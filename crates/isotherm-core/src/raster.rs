use ndarray::Array2;
use serde::{Deserialize, Serialize};

/// Interpolated values paired with the boundary mask.
///
/// Cells where `inside` is `false` are excluded: readers must not render or
/// aggregate them, whatever number `data` happens to hold there.
#[derive(Debug, Clone, PartialEq, Serialize, Deserialize)]
pub struct MaskedRaster {
    data: Array2<f64>,
    inside: Array2<bool>,
}

impl MaskedRaster {
    /// Pair `data` with `inside`. Shapes must match.
    pub(crate) fn new(data: Array2<f64>, inside: Array2<bool>) -> Self {
        debug_assert_eq!(data.dim(), inside.dim());
        Self { data, inside }
    }

    /// `(rows, cols)`.
    pub fn shape(&self) -> (usize, usize) {
        self.data.dim()
    }

    /// Raw values, excluded cells included.
    pub fn data(&self) -> &Array2<f64> {
        &self.data
    }

    pub fn inside(&self) -> &Array2<bool> {
        &self.inside
    }

    /// Value at `(row, col)`, or `None` if excluded or out of range.
    pub fn get(&self, row: usize, col: usize) -> Option<f64> {
        match self.inside.get((row, col)) {
            Some(true) => self.data.get((row, col)).copied(),
            _ => None,
        }
    }

    pub fn is_excluded(&self, row: usize, col: usize) -> bool {
        !self.inside.get((row, col)).copied().unwrap_or(false)
    }

    /// Number of in-boundary cells.
    pub fn inside_count(&self) -> usize {
        self.inside.iter().filter(|&&m| m).count()
    }

    /// In-boundary values in row-major order.
    pub fn values(&self) -> impl Iterator<Item = f64> + '_ {
        self.data
            .iter()
            .zip(self.inside.iter())
            .filter_map(|(&v, &m)| m.then_some(v))
    }

    /// `(min, max)` over in-boundary cells, or `None` if there are none.
    pub fn value_range(&self) -> Option<(f64, f64)> {
        self.values().fold(None, |acc, v| match acc {
            None => Some((v, v)),
            Some((lo, hi)) => Some((lo.min(v), hi.max(v))),
        })
    }

    /// Copy with excluded cells set to NaN.
    pub fn to_filled(&self) -> Array2<f64> {
        let mut out = self.data.clone();
        out.zip_mut_with(&self.inside, |v, &m| {
            if !m {
                *v = f64::NAN;
            }
        });
        out
    }
}

#[cfg(test)]
mod tests {
    use super::*;
    use ndarray::array;

    fn sample() -> MaskedRaster {
        MaskedRaster::new(
            array![[1.0, 2.0, 9.0], [4.0, f64::NAN, 6.0]],
            array![[true, true, false], [true, false, true]],
        )
    }

    #[test]
    fn excluded_cells_are_hidden() {
        let r = sample();
        assert_eq!(r.get(0, 1), Some(2.0));
        assert_eq!(r.get(0, 2), None);
        assert_eq!(r.get(5, 5), None);
        assert!(r.is_excluded(1, 1));
        assert!(r.is_excluded(7, 0));
        assert!(!r.is_excluded(1, 2));
    }

    #[test]
    fn range_ignores_excluded_values() {
        let r = sample();
        assert_eq!(r.inside_count(), 4);
        assert_eq!(r.values().collect::<Vec<_>>(), vec![1.0, 2.0, 4.0, 6.0]);
        assert_eq!(r.value_range(), Some((1.0, 6.0)));
    }

    #[test]
    fn filled_copy_blanks_excluded_cells() {
        let f = sample().to_filled();
        assert!(f[[0, 2]].is_nan());
        assert_eq!(f[[1, 2]], 6.0);
    }
}
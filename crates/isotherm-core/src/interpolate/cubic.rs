//! Clough–Tocher C1 piecewise-cubic interpolation.
//!
//! Each Delaunay triangle is split at its centroid into three cubic Bézier
//! patches. Vertex values and gradients fix the edge control points; the
//! interior ones are chosen so the normal derivative is continuous across
//! shared edges. Vertex gradients come from a global estimate that minimises
//! the second-derivative energy of the surface along every edge (Nielson's
//! method), solved by Gauss–Seidel sweeps.

use ndarray::Array2;

use crate::config::Method;
use crate::error::Result;
use crate::grid::Grid;
use crate::triangulation::{barycentric, Triangulation};

use super::{rasterize_triangles, triangulate_samples};

#[derive(Debug, Clone)]
pub struct CloughTocher {
    tri: Triangulation,
    values: Vec<f64>,
    gradients: Vec<[f64; 2]>,
}

impl CloughTocher {
    /// Needs three distinct, non-collinear observations.
    pub fn new(points: &[[f64; 2]], values: &[f64], max_iterations: usize, tolerance: f64) -> Result<Self> {
        let (tri, values) = triangulate_samples(Method::Cubic, points, values)?;
        let gradients = estimate_gradients(&tri, &values, max_iterations, tolerance);
        Ok(Self { tri, values, gradients })
    }

    /// Estimated `(∂f/∂lon, ∂f/∂lat)` at each vertex.
    pub fn gradients(&self) -> &[[f64; 2]] {
        &self.gradients
    }

    pub fn evaluate(&self, grid: &Grid) -> Array2<f64> {
        // Triangles are visited in order, so one cached patch suffices.
        let mut cached: Option<(usize, Patch)> = None;
        rasterize_triangles(&self.tri, grid, |t, b| {
            let patch = match cached {
                Some((ct, p)) if ct == t => p,
                _ => {
                    let p = self.patch(t);
                    cached = Some((t, p));
                    p
                }
            };
            patch.eval(b)
        })
    }

    fn patch(&self, t: usize) -> Patch {
        let [i1, i2, i3] = self.tri.triangles()[t];
        let corners = self.tri.corners(t);
        let [p1, p2, p3] = corners;
        let (f1, f2, f3) = (self.values[i1], self.values[i2], self.values[i3]);
        let (g1, g2, g3) = (self.gradients[i1], self.gradients[i2], self.gradients[i3]);

        let e12 = [p2[0] - p1[0], p2[1] - p1[1]];
        let e23 = [p3[0] - p2[0], p3[1] - p2[1]];
        let e31 = [p1[0] - p3[0], p1[1] - p3[1]];
        let dot = |g: [f64; 2], e: [f64; 2]| g[0] * e[0] + g[1] * e[1];

        // Directional derivatives along each edge, scaled by edge length.
        let df12 = dot(g1, e12);
        let df21 = -dot(g2, e12);
        let df23 = dot(g2, e23);
        let df32 = -dot(g3, e23);
        let df31 = dot(g3, e31);
        let df13 = -dot(g1, e31);

        let c3000 = f1;
        let c2100 = (df12 + 3.0 * c3000) / 3.0;
        let c2010 = (df13 + 3.0 * c3000) / 3.0;
        let c0300 = f2;
        let c1200 = (df21 + 3.0 * c0300) / 3.0;
        let c0210 = (df23 + 3.0 * c0300) / 3.0;
        let c0030 = f3;
        let c1020 = (df31 + 3.0 * c0030) / 3.0;
        let c0120 = (df32 + 3.0 * c0030) / 3.0;

        let c2001 = (c2100 + c2010 + c3000) / 3.0;
        let c0201 = (c1200 + c0300 + c0210) / 3.0;
        let c0021 = (c1020 + c0120 + c0030) / 3.0;

        // Cross-edge continuity: where the neighbour's centroid sits in this
        // triangle's barycentric frame. Hull edges fall back to -1/2.
        let mut g = [-0.5; 3];
        for (k, neighbor) in self.tri.neighbors()[t].iter().enumerate() {
            let Some(n) = *neighbor else { continue };
            let [q1, q2, q3] = self.tri.corners(n);
            let centroid = [(q1[0] + q2[0] + q3[0]) / 3.0, (q1[1] + q2[1] + q3[1]) / 3.0];
            let Some(c) = barycentric(&corners, centroid) else { continue };
            g[k] = match k {
                0 => (2.0 * c[2] + c[1] - 1.0) / (2.0 - 3.0 * c[2] - 3.0 * c[1]),
                1 => (2.0 * c[0] + c[2] - 1.0) / (2.0 - 3.0 * c[0] - 3.0 * c[2]),
                _ => (2.0 * c[1] + c[0] - 1.0) / (2.0 - 3.0 * c[1] - 3.0 * c[0]),
            };
        }

        let c0111 = (g[0] * (-c0300 + 3.0 * c0210 - 3.0 * c0120 + c0030)
            + (-c0300 + 2.0 * c0210 - c0120 + c0021 + c0201))
            / 2.0;
        let c1011 = (g[1] * (-c0030 + 3.0 * c1020 - 3.0 * c2010 + c3000)
            + (-c0030 + 2.0 * c1020 - c2010 + c2001 + c0021))
            / 2.0;
        let c1101 = (g[2] * (-c3000 + 3.0 * c2100 - 3.0 * c1200 + c0300)
            + (-c3000 + 2.0 * c2100 - c1200 + c2001 + c0201))
            / 2.0;

        let c1002 = (c1101 + c1011 + c2001) / 3.0;
        let c0102 = (c1101 + c0111 + c0201) / 3.0;
        let c0012 = (c1011 + c0111 + c0021) / 3.0;
        let c0003 = (c1002 + c0102 + c0012) / 3.0;

        Patch {
            c3000, c0300, c0030, c2100, c2010, c1200, c0210, c1020, c0120,
            c2001, c0201, c0021, c1101, c1011, c0111, c1002, c0102, c0012, c0003,
        }
    }
}

/// Bézier control net of one split triangle. Index `abcd` weights vertex 1,
/// vertex 2, vertex 3 and the centroid.
#[derive(Debug, Clone, Copy)]
struct Patch {
    c3000: f64, c0300: f64, c0030: f64,
    c2100: f64, c2010: f64, c1200: f64, c0210: f64, c1020: f64, c0120: f64,
    c2001: f64, c0201: f64, c0021: f64,
    c1101: f64, c1011: f64, c0111: f64,
    c1002: f64, c0102: f64, c0012: f64,
    c0003: f64,
}

impl Patch {
    fn eval(&self, b: [f64; 3]) -> f64 {
        let m = b[0].min(b[1]).min(b[2]);
        let (b1, b2, b3, b4) = (b[0] - m, b[1] - m, b[2] - m, 3.0 * m);
        let c = self;

        if b[0] == m {
            // Sub-triangle (2, 3, centroid).
            b2.powi(3) * c.c0300
                + 3.0 * b2 * b2 * b3 * c.c0210
                + 3.0 * b2 * b3 * b3 * c.c0120
                + b3.powi(3) * c.c0030
                + 3.0 * b2 * b2 * b4 * c.c0201
                + 6.0 * b2 * b3 * b4 * c.c0111
                + 3.0 * b3 * b3 * b4 * c.c0021
                + 3.0 * b2 * b4 * b4 * c.c0102
                + 3.0 * b3 * b4 * b4 * c.c0012
                + b4.powi(3) * c.c0003
        } else if b[1] == m {
            // Sub-triangle (3, 1, centroid).
            b1.powi(3) * c.c3000
                + 3.0 * b1 * b1 * b3 * c.c2010
                + 3.0 * b1 * b3 * b3 * c.c1020
                + b3.powi(3) * c.c0030
                + 3.0 * b1 * b1 * b4 * c.c2001
                + 6.0 * b1 * b3 * b4 * c.c1011
                + 3.0 * b3 * b3 * b4 * c.c0021
                + 3.0 * b1 * b4 * b4 * c.c1002
                + 3.0 * b3 * b4 * b4 * c.c0012
                + b4.powi(3) * c.c0003
        } else {
            // Sub-triangle (1, 2, centroid).
            b1.powi(3) * c.c3000
                + 3.0 * b1 * b1 * b2 * c.c2100
                + 3.0 * b1 * b2 * b2 * c.c1200
                + b2.powi(3) * c.c0300
                + 3.0 * b1 * b1 * b4 * c.c2001
                + 6.0 * b1 * b2 * b4 * c.c1101
                + 3.0 * b2 * b2 * b4 * c.c0201
                + 3.0 * b1 * b4 * b4 * c.c1002
                + 3.0 * b2 * b4 * b4 * c.c0102
                + b4.powi(3) * c.c0003
        }
    }
}

/// Global gradient estimate at every vertex.
///
/// Each sweep solves, per vertex, the 2×2 normal equations that minimise the
/// edge-wise curvature energy given the neighbours' current gradients. Stops
/// once the largest relative update drops below `tolerance`.
fn estimate_gradients(tri: &Triangulation, values: &[f64], max_iterations: usize, tolerance: f64) -> Vec<[f64; 2]> {
    let points = tri.points();
    let adjacency = tri.vertex_neighbors();
    let mut grads = vec![[0.0f64; 2]; points.len()];

    for _ in 0..max_iterations {
        let mut err = 0.0f64;
        for (i, neighbors) in adjacency.iter().enumerate() {
            let mut q = [0.0f64; 3]; // xx, xy, yy
            let mut s = [0.0f64; 2];
            for &j in neighbors {
                let ex = points[j][0] - points[i][0];
                let ey = points[j][1] - points[i][1];
                let l = (ex * ex + ey * ey).sqrt();
                let l3 = l * l * l;
                let df2 = -ex * grads[j][0] - ey * grads[j][1];
                let rhs = 6.0 * (values[i] - values[j]) - 2.0 * df2;

                q[0] += 4.0 * ex * ex / l3;
                q[1] += 4.0 * ex * ey / l3;
                q[2] += 4.0 * ey * ey / l3;
                s[0] += rhs * ex / l3;
                s[1] += rhs * ey / l3;
            }

            let det = q[0] * q[2] - q[1] * q[1];
            if det.abs() <= f64::EPSILON * (q[0] * q[2]).abs() || det == 0.0 {
                continue;
            }
            let r0 = (q[2] * s[0] - q[1] * s[1]) / det;
            let r1 = (-q[1] * s[0] + q[0] * s[1]) / det;

            let change = (grads[i][0] + r0).abs().max((grads[i][1] + r1).abs());
            grads[i] = [-r0, -r1];
            err = err.max(change / r0.abs().max(r1.abs()).max(1.0));
        }
        if err < tolerance {
            break;
        }
    }
    grads
}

#####

Problem to solve -
A line belongs in the answer if it contains the word "there"; copy every such line from the data above.

Solution for this problem -
/// aggregate them, whatever number `data` happens to hold there.
    /// `(min, max)` over in-boundary cells, or `None` if there are none.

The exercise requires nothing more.